* _PROBLEM DETAILS_:
Where does the string "place" appear in the records? Copy each line that holds it.

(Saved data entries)
//! Integration tests for the ShelfMerch API.
//!
//! The HTTP tests talk to a running `shelfmerch-api` and are `#[ignore]`d by
//! default:
//!
//! ```bash
//! sm-cli migrate
//! sm-cli merchant create -e it@shelfmerch.test -n "Integration"
//! export SHELFMERCH_TEST_MERCHANT_TOKEN=<printed token>
//! cargo run -p shelfmerch-api &
//! cargo test -p shelfmerch-integration-tests -- --ignored
//! ```
//!
//! # Environment Variables
//!
//! - `SHELFMERCH_API_URL` - API base URL (default: `http://127.0.0.1:5000`)
//! - `SHELFMERCH_ADMIN_TOKEN` - Admin token the server was started with
//! - `SHELFMERCH_TEST_MERCHANT_TOKEN` - API token of a test merchant

use reqwest::{Client, RequestBuilder, Response, StatusCode};
use serde_json::Value;

/// Default API location.
pub const DEFAULT_API_URL: &str = "http://127.0.0.1:5000";

/// Shared HTTP client and credentials for one test.
pub struct TestContext {
    pub client: Client,
    pub base_url: String,
}

impl TestContext {
    /// Build a context from the environment.
    ///
    /// # Panics
    ///
    /// Panics if the HTTP client cannot be built.
    #[must_use]
    pub fn new() -> Self {
        let base_url = std::env::var("SHELFMERCH_API_URL")
            .unwrap_or_else(|_| DEFAULT_API_URL.to_string())
            .trim_end_matches('/')
            .to_string();
        let client = Client::builder()
            .build()
            .expect("Failed to create HTTP client");
        Self { client, base_url }
    }

    /// Absolute URL for a path.
    #[must_use]
    pub fn url(&self, path: &str) -> String {
        format!("{}{path}", self.base_url)
    }

    pub fn get(&self, path: &str) -> RequestBuilder {
        self.client.get(self.url(path))
    }

    pub fn post(&self, path: &str) -> RequestBuilder {
        self.client.post(self.url(path))
    }

    pub fn put(&self, path: &str) -> RequestBuilder {
        self.client.put(self.url(path))
    }

    pub fn patch(&self, path: &str) -> RequestBuilder {
        self.client.patch(self.url(path))
    }

    pub fn delete(&self, path: &str) -> RequestBuilder {
        self.client.delete(self.url(path))
    }
}

impl Default for TestContext {
    fn default() -> Self {
        Self::new()
    }
}

/// Read a required credential.
///
/// # Panics
///
/// Panics if the variable is unset.
#[must_use]
pub fn required_env(key: &str) -> String {
    std::env::var(key).unwrap_or_else(|_| panic!("{key} must be set for integration tests"))
}

/// Admin bearer token.
#[must_use]
pub fn admin_token() -> String {
    required_env("SHELFMERCH_ADMIN_TOKEN")
}

/// Test merchant bearer token.
#[must_use]
pub fn merchant_token() -> String {
    required_env("SHELFMERCH_TEST_MERCHANT_TOKEN")
}

/// A slug no earlier run has used.
#[must_use]
pub fn unique_slug(prefix: &str) -> String {
    let suffix = uuid::Uuid::new_v4().simple().to_string();
    format!("{prefix}-{}", suffix.get(..8).unwrap_or("run"))
}

/// Status and JSON body of a response.
///
/// # Panics
///
/// Panics if the body is not JSON.
pub async fn status_and_json(response: Response) -> (StatusCode, Value) {
    let status = response.status();
    let body = response.json().await.expect("response body is not JSON");
    (status, body)
}
//! Unified error handling with Sentry integration.
//!
//! Every handler returns `Result<T, AppError>`. Errors render as the JSON
//! envelope `{"success": false, "message": "..."}`; server-side failures are
//! captured to Sentry first and their details never reach the client.

use axum::{
    Json,
    extract::rejection::{JsonRejection, PathRejection, QueryRejection},
    http::StatusCode,
    response::{IntoResponse, Response},
};
use serde_json::json;
use thiserror::Error;

use shelfmerch_core::catalog::CatalogError;
use shelfmerch_core::checkout::CheckoutError;

use crate::db::RepositoryError;

/// Application-level error type for the API.
#[derive(Debug, Error)]
pub enum AppError {
    /// Database operation failed.
    #[error("Database error: {0}")]
    Database(#[from] RepositoryError),

    /// Checkout could not be persisted.
    #[error("Failed to place order: {0}")]
    OrderFailed(#[source] RepositoryError),

    /// Checkout payload rejected.
    #[error(transparent)]
    Checkout(#[from] CheckoutError),

    /// Catalogue product rejected.
    #[error(transparent)]
    Catalog(#[from] CatalogError),

    /// Resource not found.
    #[error("{0} not found")]
    NotFound(&'static str),

    /// Caller is not authenticated.
    #[error("Unauthorized")]
    Unauthorized,

    /// Bad request from client.
    #[error("{0}")]
    BadRequest(String),

    /// Rate limited.
    #[error("Too many requests")]
    RateLimited,
}

impl AppError {
    /// HTTP status for this error.
    #[must_use]
    pub const fn status(&self) -> StatusCode {
        match self {
            Self::Database(RepositoryError::NotFound) | Self::NotFound(_) => StatusCode::NOT_FOUND,
            Self::Database(RepositoryError::Conflict(_)) => StatusCode::CONFLICT,
            Self::Database(_) | Self::OrderFailed(_) => StatusCode::INTERNAL_SERVER_ERROR,
            Self::Checkout(_) | Self::Catalog(_) | Self::BadRequest(_) => StatusCode::BAD_REQUEST,
            Self::Unauthorized => StatusCode::UNAUTHORIZED,
            Self::RateLimited => StatusCode::TOO_MANY_REQUESTS,
        }
    }

    /// Message shown to the client.
    #[must_use]
    pub fn client_message(&self) -> String {
        match self {
            Self::Database(RepositoryError::NotFound) => "Not found".to_string(),
            Self::Database(RepositoryError::Conflict(msg)) => msg.clone(),
            Self::Database(_) => "Internal server error".to_string(),
            Self::OrderFailed(_) => "Failed to place order".to_string(),
            _ => self.to_string(),
        }
    }

    fn is_server_error(&self) -> bool {
        self.status().is_server_error()
    }
}

impl From<JsonRejection> for AppError {
    fn from(rejection: JsonRejection) -> Self {
        Self::BadRequest(rejection.body_text())
    }
}

impl From<PathRejection> for AppError {
    fn from(rejection: PathRejection) -> Self {
        Self::BadRequest(rejection.body_text())
    }
}

impl From<QueryRejection> for AppError {
    fn from(rejection: QueryRejection) -> Self {
        Self::BadRequest(rejection.body_text())
    }
}

impl IntoResponse for AppError {
    fn into_response(self) -> Response {
        // Capture server errors to Sentry
        if self.is_server_error() {
            let event_id = sentry::capture_error(&self);
            tracing::error!(
                error = %self,
                sentry_event_id = %event_id,
                "Request error"
            );
        }

        let body = json!({
            "success": false,
            "message": self.client_message(),
        });

        (self.status(), Json(body)).into_response()
    }
}

/// Result type alias for `AppError`.
pub type Result<T> = std::result::Result<T, AppError>;

/// Add a breadcrumb for request milestones.
///
/// Breadcrumbs appear in Sentry error reports to show the trail of actions
/// leading up to an error.
pub fn add_breadcrumb(category: &str, message: &str, data: &[(&str, &str)]) {
    let mut breadcrumb = sentry::Breadcrumb {
        category: Some(category.to_string()),
        message: Some(message.to_string()),
        level: sentry::Level::Info,
        ..Default::default()
    };

    for (key, value) in data {
        breadcrumb.data.insert(
            (*key).to_string(),
            serde_json::Value::String((*value).to_string()),
        );
    }

    sentry::add_breadcrumb(breadcrumb);
}
//! Catalogue product domain type.

use chrono::{DateTime, Utc};
use serde::Serialize;

use shelfmerch_core::catalog::{Category, DesignAreas, ProductVariant, TaxRule};
use shelfmerch_core::{Money, ProductId};

/// A catalogue product as stored.
#[derive(Debug, Clone, Serialize)]
#[serde(rename_all = "camelCase")]
pub struct Product {
    pub id: ProductId,
    pub name: String,
    pub brand: Option<String>,
    pub description: String,
    pub category: Category,
    pub base_product: String,
    pub price: Money,
    pub compare_at_price: Option<Money>,
    pub tax_rule: TaxRule,
    pub price_tax_incl: Money,
    /// First mockup, for clients that only show one image.
    pub mockup_url: Option<String>,
    pub mockup_urls: Vec<String>,
    pub designs: DesignAreas,
    pub sizes: Vec<String>,
    pub colors: Vec<String>,
    pub variants: Vec<ProductVariant>,
    pub created_at: DateTime<Utc>,
    pub updated_at: DateTime<Utc>,
}
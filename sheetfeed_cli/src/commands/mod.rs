pub mod check;
pub mod discover;
pub mod read;
pub mod spec;

use thiserror::Error;

#[derive(Error, Debug)]
pub enum CommandError {
    #[error("Core library error: {0}")]
    Core(#[from] sheetfeed_core::SourceError),

    #[error("Serialization error: {0}")]
    Serialization(#[from] serde_json::Error),

    #[error("IO error: {0}")]
    Io(#[from] std::io::Error),
}

pub type Result<T> = std::result::Result<T, CommandError>;
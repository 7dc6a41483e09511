//! The connector's output surface: line-delimited JSON messages on stdout.
//! Shaped after the usual source-connector protocol (SPEC / CONNECTION_STATUS
//! / CATALOG / RECORD / LOG) without depending on any external SDK contract.

use std::io::Write;
use std::path::Path;

use serde::{Deserialize, Serialize};
use serde_json::Value;

use crate::error::SourceError;

#[derive(Serialize, Deserialize, Debug, Clone, Copy, PartialEq, Eq)]
#[serde(rename_all = "UPPERCASE")]
pub enum LogLevel {
    Debug,
    Info,
    Warn,
    Error,
}

#[derive(Serialize, Deserialize, Debug, Clone)]
pub struct LogMessage {
    pub level: LogLevel,
    pub message: String,
}

#[derive(Serialize, Deserialize, Debug, Clone)]
pub struct ConnectorSpecification {
    #[serde(rename = "documentationUrl", skip_serializing_if = "Option::is_none")]
    pub documentation_url: Option<String>,
    #[serde(rename = "connectionSpecification")]
    pub connection_specification: Value,
}

#[derive(Serialize, Deserialize, Debug, Clone, Copy, PartialEq, Eq)]
#[serde(rename_all = "SCREAMING_SNAKE_CASE")]
pub enum Status {
    Succeeded,
    Failed,
}

#[derive(Serialize, Deserialize, Debug, Clone)]
pub struct ConnectionStatus {
    pub status: Status,
    #[serde(default, skip_serializing_if = "Option::is_none")]
    pub message: Option<String>,
}

#[derive(Serialize, Deserialize, Debug, Clone, Copy, PartialEq, Eq)]
#[serde(rename_all = "snake_case")]
pub enum SyncMode {
    FullRefresh,
}

/// One syncable data source: here, one visible worksheet.
#[derive(Serialize, Deserialize, Debug, Clone)]
pub struct Stream {
    pub name: String,
    pub json_schema: Value,
    pub supported_sync_modes: Vec<SyncMode>,
}

#[derive(Serialize, Deserialize, Debug, Clone)]
pub struct Catalog {
    pub streams: Vec<Stream>,
}

/// The subset of discovered streams an operator selected for `read`.
#[derive(Serialize, Deserialize, Debug, Clone)]
pub struct ConfiguredStream {
    pub stream: Stream,
    #[serde(default, skip_serializing_if = "Option::is_none")]
    pub sync_mode: Option<SyncMode>,
}

#[derive(Serialize, Deserialize, Debug, Clone)]
pub struct ConfiguredCatalog {
    pub streams: Vec<ConfiguredStream>,
}

impl ConfiguredCatalog {
    pub fn from_file(path: &Path) -> Result<Self, SourceError> {
        let raw = std::fs::read_to_string(path)?;
        serde_json::from_str(&raw)
            .map_err(|e| SourceError::InvalidConfig(format!("{}: {}", path.display(), e)))
    }
}

#[derive(Serialize, Deserialize, Debug, Clone)]
pub struct Record {
    pub stream: String,
    pub data: Value,
    pub emitted_at: i64,
}

#[derive(Serialize, Deserialize, Debug, Clone)]
#[serde(tag = "type")]
pub enum Message {
    #[serde(rename = "SPEC")]
    Spec { spec: ConnectorSpecification },
    #[serde(rename = "CONNECTION_STATUS")]
    ConnectionStatus {
        #[serde(rename = "connectionStatus")]
        connection_status: ConnectionStatus,
    },
    #[serde(rename = "CATALOG")]
    Catalog { catalog: Catalog },
    #[serde(rename = "RECORD")]
    Record { record: Record },
    #[serde(rename = "LOG")]
    Log { log: LogMessage },
}

impl Message {
    pub fn record(stream: String, data: Value) -> Self {
        Message::Record {
            record: Record {
                stream,
                data,
                emitted_at: chrono::Utc::now().timestamp_millis(),
            },
        }
    }

    pub fn log(level: LogLevel, message: impl Into<String>) -> Self {
        Message::Log {
            log: LogMessage {
                level,
                message: message.into(),
            },
        }
    }
}

/// Serializes one message per line and flushes, so a consumer reading the
/// pipe sees records as they are produced.
pub struct MessageWriter<W: Write> {
    inner: W,
}

impl<W: Write> MessageWriter<W> {
    pub fn new(inner: W) -> Self {
        Self { inner }
    }

    pub fn write(&mut self, message: &Message) -> Result<(), SourceError> {
        serde_json::to_writer(&mut self.inner, message)?;
        self.inner.write_all(b"\n")?;
        self.inner.flush()?;
        Ok(())
    }

    pub fn into_inner(self) -> W {
        self.inner
    }
}

#[cfg(test)]
mod tests {
    use super::*;
    use serde_json::json;

    #[test]
    fn messages_serialize_with_type_tags() {
        let catalog = Message::Catalog {
            catalog: Catalog {
                streams: vec![Stream {
                    name: "Sheet1".to_string(),
                    json_schema: json!({"type": "object"}),
                    supported_sync_modes: vec![SyncMode::FullRefresh],
                }],
            },
        };
        let value = serde_json::to_value(&catalog).unwrap();
        assert_eq!(value["type"], "CATALOG");
        assert_eq!(value["catalog"]["streams"][0]["name"], "Sheet1");
        assert_eq!(
            value["catalog"]["streams"][0]["supported_sync_modes"][0],
            "full_refresh"
        );

        let status = Message::ConnectionStatus {
            connection_status: ConnectionStatus {
                status: Status::Failed,
                message: Some("boom".to_string()),
            },
        };
        let value = serde_json::to_value(&status).unwrap();
        assert_eq!(value["type"], "CONNECTION_STATUS");
        assert_eq!(value["connectionStatus"]["status"], "FAILED");

        let log = Message::log(LogLevel::Warn, "careful");
        let value = serde_json::to_value(&log).unwrap();
        assert_eq!(value["type"], "LOG");
        assert_eq!(value["log"]["level"], "WARN");
    }

    #[test]
    fn record_messages_carry_emitted_at() {
        let message = Message::record("orders".to_string(), json!({"id": "1"}));
        let value = serde_json::to_value(&message).unwrap();
        assert_eq!(value["type"], "RECORD");
        assert_eq!(value["record"]["stream"], "orders");
        assert!(value["record"]["emitted_at"].as_i64().unwrap() > 0);
    }

    #[test]
    fn writer_emits_one_json_object_per_line() {
        let mut writer = MessageWriter::new(Vec::new());
        writer
            .write(&Message::log(LogLevel::Info, "first"))
            .unwrap();
        writer
            .write(&Message::log(LogLevel::Info, "second"))
            .unwrap();
        let out = String::from_utf8(writer.into_inner()).unwrap();
        let lines: Vec<&str> = out.lines().collect();
        assert_eq!(lines.len(), 2);
        for line in lines {
            let value: Value = serde_json::from_str(line).unwrap();
            assert_eq!(value["type"], "LOG");
        }
    }

    #[test]
    fn configured_catalog_round_trips() {
        let raw = json!({
            "streams": [
                { "stream": { "name": "orders", "json_schema": {"type": "object"},
                              "supported_sync_modes": ["full_refresh"] },
                  "sync_mode": "full_refresh" },
                { "stream": { "name": "refunds", "json_schema": {"type": "object"},
                              "supported_sync_modes": ["full_refresh"] } }
            ]
        });
        let catalog: ConfiguredCatalog = serde_json::from_value(raw).unwrap();
        assert_eq!(catalog.streams.len(), 2);
        assert_eq!(catalog.streams[0].sync_mode, Some(SyncMode::FullRefresh));
        assert_eq!(catalog.streams[1].sync_mode, None);
    }
}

* _SOLUTION TO THE EXERCISE_:
    #[error("Failed to place order: {0}")]
            Self::OrderFailed(_) => "Failed to place order".to_string(),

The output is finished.